Last updated: 2021-08-13 18:09:04

    Logstash, an open-source log processing tool, is used to collect data from multiple sources, filter collected data, and store data for other uses.

    Logstash is highly flexible and has powerful syntax analysis capabilities. With a variety of plugins, it supports multiple types of inputs and outputs. In addition, as a horizontally scalable data pipeline, it has powerful log collection and retrieval features that work with Elasticsearch and Kibana.

    How Logstash Works

    The Logstash data processing pipeline can be divided into 3 stages: inputs → filters → outputs.

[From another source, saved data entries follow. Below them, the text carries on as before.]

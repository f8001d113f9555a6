//! Pipeline trait.
use crate::error::Error;

/// Implemented by each end-to-end pipeline. Generic over the return type so
/// that a pipeline can hand back a summary of what it did.
pub trait Pipeline<T> {
    fn run(&self) -> Result<T, Error>;
}
//! Document-unique entry identifiers.
use std::collections::HashSet;

use log::warn;

use super::terms::sanitize_id;
use crate::entry::Entry;

/// Base identifier of an entry, before collision handling.
fn base_id(entry: &Entry, idx: usize) -> String {
    if let Some(id) = &entry.wikidata_id {
        return id.to_string();
    }
    let sanitized = sanitize_id(&entry.term);
    if sanitized.chars().any(|c| c != '_') {
        sanitized
    } else {
        format!("entry_{}", idx)
    }
}

/// Assign `id` to every entry, in order.
///
/// Wikidata id when present, else the sanitized term, else `entry_<idx>`.
/// Collisions get `_2`, `_3`… appended.
pub fn assign_ids(entries: &mut [Entry]) {
    let mut taken: HashSet<String> = HashSet::with_capacity(entries.len());
    for (idx, entry) in entries.iter_mut().enumerate() {
        let base = base_id(entry, idx);
        let mut candidate = base.clone();
        let mut suffix = 2;
        while taken.contains(&candidate) {
            candidate = format!("{}_{}", base, suffix);
            suffix += 1;
        }
        if candidate != base {
            warn!("entry id `{}` already taken, using `{}`", base, candidate);
        }
        taken.insert(candidate.clone());
        entry.id = candidate;
    }
}
//! Atomic saving of rendered encyclopedias.
use std::io::Write;
use std::path::Path;

use tempfile::NamedTempFile;

use crate::entry::Encyclopedia;
use crate::error::Error;
use crate::render::render;

/// Render `encyclopedia` and replace `path` with it.
///
/// The document is written to a temporary file next to `path` and renamed over
/// it, so `path` holds either the old or the new document, never a partial one.
pub fn save(encyclopedia: &Encyclopedia, path: &Path) -> Result<(), Error> {
    let dir = match path.parent() {
        Some(parent) if !parent.as_os_str().is_empty() => parent,
        _ => Path::new("."),
    };
    let html = render(encyclopedia);

    let mut tmp = NamedTempFile::new_in(dir)?;
    tmp.write_all(html.as_bytes())?;
    tmp.as_file().sync_all()?;
    tmp.persist(path)?;

    info!(
        "saved {} entries ({} bytes) to {:?}",
        encyclopedia.len(),
        html.len(),
        path
    );
    Ok(())
}
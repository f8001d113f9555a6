/*! Incremental state management

Operates on a loaded [crate::entry::Encyclopedia] whose persisted form is the
rendered HTML. One CLI invocation is one load, mutate, save cycle. Nothing
locks the file: only one process may write a given encyclopedia at a time.

Per-entry state machine:

```text
unprocessed -> processing -> processed
                          -> unprocessed   (handler failed, retried next run)
                          -> skipped       (feature not applicable, entry has no feature yet)
* -> hidden                                 (user)
hidden -> unprocessed                       (user)
```

Skips are remembered per feature through the `feature_skipped` history
records, so an entry skipped by one feature stays eligible for the others.

A batch is saved as a whole after its last entry. Killing the process
mid-batch loses that batch only, and rerunning with `resume` picks the same
entries up again.
!*/
mod feature;
mod images;
mod manager;
mod wikipedia;

pub use feature::{FeatureError, FeatureHandler, FeatureOutcome, FeatureRegistry};
pub use manager::{
    hide, next_unprocessed, process_batch, progress, remaining, run_batch, select_disambiguation,
    unhide, BatchReport, Progress,
};
pub use images::{ImagesFeature, IMAGES};
pub use wikipedia::{WikipediaFeature, WIKIPEDIA};

use crate::config::Settings;
use crate::error::Error;
use crate::lookup::WikipediaClient;

impl FeatureRegistry {
    /// Registry with every built-in feature.
    pub fn standard(settings: &Settings) -> Result<Self, Error> {
        let client = WikipediaClient::new(settings)?;
        Ok(FeatureRegistry::new()
            .with(Box::new(WikipediaFeature::new(client.clone())))
            .with(Box::new(ImagesFeature::new(client))))
    }
}
#[macro_use]
extern crate log;

pub mod classify;
pub mod config;
pub mod entry;
pub mod error;
pub mod io;
pub mod lookup;
pub mod pipeline;
pub mod processing;
pub mod render;
pub mod state;
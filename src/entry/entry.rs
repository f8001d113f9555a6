use std::collections::BTreeSet;
use std::fmt;
use std::str::FromStr;

use serde::{Deserialize, Serialize};

use super::history::{Changes, HistoryAction, HistoryRecord};
use super::WikidataId;
use crate::error::Error;

/// Per-entry workflow state. Independent of [Category].
#[derive(Debug, Clone, Copy, PartialEq, Eq, Hash, PartialOrd, Ord, Serialize, Deserialize)]
#[serde(rename_all = "snake_case")]
pub enum Status {
    Unprocessed,
    Processing,
    Processed,
    Skipped,
    Hidden,
}

impl Status {
    pub const ALL: [Status; 5] = [
        Status::Unprocessed,
        Status::Processing,
        Status::Processed,
        Status::Skipped,
        Status::Hidden,
    ];

    pub fn as_str(&self) -> &'static str {
        match self {
            Self::Unprocessed => "unprocessed",
            Self::Processing => "processing",
            Self::Processed => "processed",
            Self::Skipped => "skipped",
            Self::Hidden => "hidden",
        }
    }
}

impl FromStr for Status {
    type Err = Error;

    fn from_str(s: &str) -> Result<Self, Self::Err> {
        Status::ALL
            .into_iter()
            .find(|status| status.as_str() == s)
            .ok_or_else(|| Error::parse("entry status", format!("unknown status `{}`", s)))
    }
}

impl fmt::Display for Status {
    fn fmt(&self, f: &mut fmt::Formatter<'_>) -> fmt::Result {
        f.write_str(self.as_str())
    }
}

/// Kind of Wikipedia match an entry has. Assigned by the classifier.
#[derive(Debug, Clone, Copy, PartialEq, Eq, Hash, PartialOrd, Ord, Serialize, Deserialize)]
#[serde(rename_all = "snake_case")]
pub enum Category {
    TrueMatch,
    Disambiguation,
    Redirect,
    NoWikipedia,
    GeneralTerm,
}

impl Category {
    pub const ALL: [Category; 5] = [
        Category::TrueMatch,
        Category::Disambiguation,
        Category::Redirect,
        Category::NoWikipedia,
        Category::GeneralTerm,
    ];

    pub fn as_str(&self) -> &'static str {
        match self {
            Self::TrueMatch => "true_match",
            Self::Disambiguation => "disambiguation",
            Self::Redirect => "redirect",
            Self::NoWikipedia => "no_wikipedia",
            Self::GeneralTerm => "general_term",
        }
    }

    /// CSS class used for visual distinction of the entry container.
    pub fn css_class(&self) -> String {
        format!("category-{}", self.as_str().replace('_', "-"))
    }

    /// Hide reason pre-selected for this category, if any.
    pub fn default_hide_reason(&self) -> Option<HideReason> {
        match self {
            Self::NoWikipedia => Some(HideReason::MissingWikipedia),
            Self::GeneralTerm => Some(HideReason::GeneralTerm),
            _ => None,
        }
    }
}

impl FromStr for Category {
    type Err = Error;

    fn from_str(s: &str) -> Result<Self, Self::Err> {
        Category::ALL
            .into_iter()
            .find(|category| category.as_str() == s)
            .ok_or_else(|| Error::parse("entry category", format!("unknown category `{}`", s)))
    }
}

impl fmt::Display for Category {
    fn fmt(&self, f: &mut fmt::Formatter<'_>) -> fmt::Result {
        f.write_str(self.as_str())
    }
}

/// Why the hide checkbox of an entry is checked.
#[derive(Debug, Clone, Copy, PartialEq, Eq, Hash, Serialize, Deserialize)]
#[serde(rename_all = "snake_case")]
pub enum HideReason {
    MissingWikipedia,
    GeneralTerm,
    FalseWikipedia,
    UserSelected,
}

impl HideReason {
    pub const ALL: [HideReason; 4] = [
        HideReason::MissingWikipedia,
        HideReason::GeneralTerm,
        HideReason::FalseWikipedia,
        HideReason::UserSelected,
    ];

    pub fn as_str(&self) -> &'static str {
        match self {
            Self::MissingWikipedia => "missing_wikipedia",
            Self::GeneralTerm => "general_term",
            Self::FalseWikipedia => "false_wikipedia",
            Self::UserSelected => "user_selected",
        }
    }

    /// Reasons set by the classifier rather than by a user.
    pub fn is_automatic(&self) -> bool {
        matches!(self, Self::MissingWikipedia | Self::GeneralTerm)
    }

    pub fn label(&self) -> &'static str {
        match self {
            Self::MissingWikipedia => "Hide (missing Wikipedia)",
            Self::GeneralTerm => "Hide (general term)",
            Self::FalseWikipedia => "Hide (wrong Wikipedia page)",
            Self::UserSelected => "Hide",
        }
    }
}

impl FromStr for HideReason {
    type Err = Error;

    fn from_str(s: &str) -> Result<Self, Self::Err> {
        HideReason::ALL
            .into_iter()
            .find(|reason| reason.as_str() == s)
            .ok_or_else(|| Error::parse("hide reason", format!("unknown reason `{}`", s)))
    }
}

impl fmt::Display for HideReason {
    fn fmt(&self, f: &mut fmt::Formatter<'_>) -> fmt::Result {
        f.write_str(self.as_str())
    }
}

/// One target listed on a disambiguation page.
#[derive(Debug, Clone, PartialEq, Eq, Serialize, Deserialize)]
pub struct DisambiguationOption {
    pub label: String,
    pub url: String,
}

/// One term's knowledge record.
#[derive(Debug, Clone, PartialEq)]
pub struct Entry {
    /// Document-unique identifier (`data-entry-id`), assigned after merging.
    pub id: String,
    pub term: String,
    pub search_term: String,
    pub wikidata_id: Option<WikidataId>,
    pub wikipedia_url: Option<String>,
    pub description_html: Option<String>,
    /// Wikipedia `File:` page of the article's lead image.
    pub image_url: Option<String>,
    pub category: Option<Category>,
    pub hide_reason: Option<HideReason>,
    /// All terms subsumed into this entry, unique, in insertion order.
    pub synonyms: Vec<String>,
    pub status: Status,
    pub processed_features: BTreeSet<String>,
    pub disambiguation_options: Vec<DisambiguationOption>,
    /// URLs of the disambiguation options a user picked.
    pub selected_options: Vec<String>,
    version: u32,
    history: Vec<HistoryRecord>,
}

impl Entry {
    /// Fresh entry as emitted by the dictionary step: version 1, unprocessed,
    /// synonyms = `[term]`.
    pub fn new(term: impl Into<String>) -> Self {
        let term = term.into();
        Self {
            id: String::new(),
            search_term: term.clone(),
            synonyms: vec![term.clone()],
            term,
            wikidata_id: None,
            wikipedia_url: None,
            description_html: None,
            image_url: None,
            category: None,
            hide_reason: None,
            status: Status::Unprocessed,
            processed_features: BTreeSet::new(),
            disambiguation_options: Vec::new(),
            selected_options: Vec::new(),
            version: 1,
            history: vec![HistoryRecord::new(1, HistoryAction::Created, Changes::new())],
        }
    }

    pub fn with_wikidata_id(mut self, id: Option<WikidataId>) -> Self {
        self.wikidata_id = id;
        self
    }

    pub fn with_wikipedia_url(mut self, url: Option<String>) -> Self {
        self.wikipedia_url = url;
        self
    }

    pub fn with_description(mut self, description_html: Option<String>) -> Self {
        self.description_html = description_html;
        self
    }

    pub fn with_image_url(mut self, url: Option<String>) -> Self {
        self.image_url = url;
        self
    }

    pub fn with_search_term(mut self, search_term: impl Into<String>) -> Self {
        self.search_term = search_term.into();
        self
    }

    pub fn version(&self) -> u32 {
        self.version
    }

    pub fn history(&self) -> &[HistoryRecord] {
        &self.history
    }

    pub fn has_feature(&self, feature: &str) -> bool {
        self.processed_features.contains(feature)
    }

    pub fn is_hidden(&self) -> bool {
        self.status == Status::Hidden
    }

    /// Record one mutation: bump the version by one and append one history record.
    pub fn record(&mut self, action: HistoryAction, changes: Changes) {
        self.version += 1;
        self.history
            .push(HistoryRecord::new(self.version, action, changes));
    }

    /// Replace version and history wholesale.
    ///
    /// Only used when rebuilding an entry from persisted state or when the
    /// aggregator folds several histories into one.
    pub(crate) fn restore(&mut self, version: u32, history: Vec<HistoryRecord>) {
        self.version = version.max(1);
        self.history = history;
    }

    /// `true` if the description has visible text, not just empty markup.
    pub fn has_description(&self) -> bool {
        self.description_html
            .as_deref()
            .map(|html| {
                scraper::Html::parse_fragment(html)
                    .root_element()
                    .text()
                    .any(|t| !t.trim().is_empty())
            })
            .unwrap_or(false)
    }
}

    1. Inputs: generate data. Inputs are data sources such as file, syslog, redis, and beats.
    2. Filters: modify and filter data. Filters are intermediate processing components in the Logstash data pipeline. They can modify events based on specific conditions. Some commonly used filters are grok, mutate, drop, and clone.
    3. Outputs: transfer data to other locations. An event can be transferred to multiple outputs, and the event ends when the transfer is completed. Elasticsearch is the most commonly used output.

    In addition, Logstash supports encoding and decoding data, so you can specify data formats on the input and output ends.

    Advantages of Connecting Logstash to Kafka

    • Data can be asynchronously processed to prevent traffic spikes.
    • Components are decoupled, so when an exception occurs in Elasticsearch, the upstream work will not be affected.
    Note:

    Logstash consumes resources when processing data. If you deploy Logstash on a production server, the performance of the server may be affected.

    Directions

    Preparations

    Step 1. Get the CKafka instance access address

    1. Log in to the CKafka console.
    2. Select Instance List on the left sidebar and click the ID of an instance to enter the instance basic information page.
    3. On the instance basic information page, get the instance access address in the Access Mode module.

    Step 2. Create a topic

    1. On the instance basic information page, select the Topic Management tab on the top.
    2. On the topic management page, click Create to create a topic named logstash_test.

    Step 3. Connect to CKafka

    Note:

    You can click the following tabs to view the detailed directions for using CKafka as inputs or outputs.

    1. Run bin/logstash-plugin list to check whether logstash-input-kafka is included in the supported plugins.

    2. Write the configuration file input.conf in the .bin/ directory.
      In the following example, Kafka is used as the data source, and the standard output is taken as the data destination.

      input {
         kafka {
             bootstrap_servers => "xx.xx.xx.xx:xxxx" // CKafka instance access address
             group_id => "logstash_group"  // CKafka group ID
             topics => ["logstash_test"] // CKafka topic name
             consumer_threads => 3 // Number of consumer threads, which is generally the same as the number of CKafka partitions
             auto_offset_reset => "earliest"
         }
      }
      output {
         stdout{codec=>rubydebug}
      }
      

    3. Run the following command to start Logstash and consume messages.

      ./logstash -f input.conf
      

      The returned result is as follows:

      You can see that the data in the topic above has been consumed now.